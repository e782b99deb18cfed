//! ChoreSettings - user-tunable scheduling and channel configuration.
//!
//! Persisted through the [`SettingsStore`](crate::ports::SettingsStore)
//! port under the external key names (`daysOut`, `hourOfDay`, ...). The
//! handlers reload settings on every call; nothing above the store caches
//! them.

use serde::{Deserialize, Serialize};

use crate::domain::foundation::ValidationError;

/// Process-wide chore configuration.
#[derive(Debug, Clone, Copy, PartialEq, Eq, Serialize, Deserialize)]
#[serde(rename_all = "camelCase", default)]
pub struct ChoreSettings {
    /// Calendar days between completing the chore and the next due date.
    pub days_out: u32,
    /// Wall-clock hour (0-23) the chore comes due.
    pub hour_of_day: u32,
    /// Whether completing a cycle schedules its successor.
    pub auto_schedule_enabled: bool,
    /// Whether new cycles get a timed notification.
    pub notifications_enabled: bool,
    /// Whether new cycles get a reminder-list entry.
    pub reminders_enabled: bool,
}

impl Default for ChoreSettings {
    fn default() -> Self {
        Self {
            days_out: 2,
            hour_of_day: 17,
            auto_schedule_enabled: true,
            notifications_enabled: false,
            reminders_enabled: false,
        }
    }
}

impl ChoreSettings {
    /// Checks field ranges.
    pub fn validate(&self) -> Result<(), ValidationError> {
        if self.hour_of_day > 23 {
            return Err(ValidationError::out_of_range(
                "hour_of_day",
                0,
                23,
                self.hour_of_day as i64,
            ));
        }
        Ok(())
    }
}

#[cfg(test)]
mod tests {
    use super::*;

    #[test]
    fn defaults_match_documented_values() {
        let settings = ChoreSettings::default();
        assert_eq!(settings.days_out, 2);
        assert_eq!(settings.hour_of_day, 17);
        assert!(settings.auto_schedule_enabled);
        assert!(!settings.notifications_enabled);
        assert!(!settings.reminders_enabled);
    }

    #[test]
    fn validate_accepts_hour_range() {
        for hour in 0..=23 {
            let settings = ChoreSettings {
                hour_of_day: hour,
                ..ChoreSettings::default()
            };
            assert!(settings.validate().is_ok());
        }
    }

    #[test]
    fn validate_rejects_hour_out_of_range() {
        let settings = ChoreSettings {
            hour_of_day: 24,
            ..ChoreSettings::default()
        };
        assert!(matches!(
            settings.validate(),
            Err(ValidationError::OutOfRange { .. })
        ));
    }

    #[test]
    fn serializes_under_external_key_names() {
        let json = serde_json::to_value(ChoreSettings::default()).unwrap();
        assert_eq!(json["daysOut"], 2);
        assert_eq!(json["hourOfDay"], 17);
        assert_eq!(json["autoScheduleEnabled"], true);
        assert_eq!(json["notificationsEnabled"], false);
        assert_eq!(json["remindersEnabled"], false);
    }

    #[test]
    fn missing_keys_fall_back_to_defaults() {
        let settings: ChoreSettings = serde_json::from_str("{\"daysOut\": 5}").unwrap();
        assert_eq!(settings.days_out, 5);
        assert_eq!(settings.hour_of_day, 17);
    }
}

━━━

WHAT THE EXERCISE ASKS:
Nothing beyond a number is expected: count the lines of the material that hold the string "daysOut".

TASK OUTPUT:
3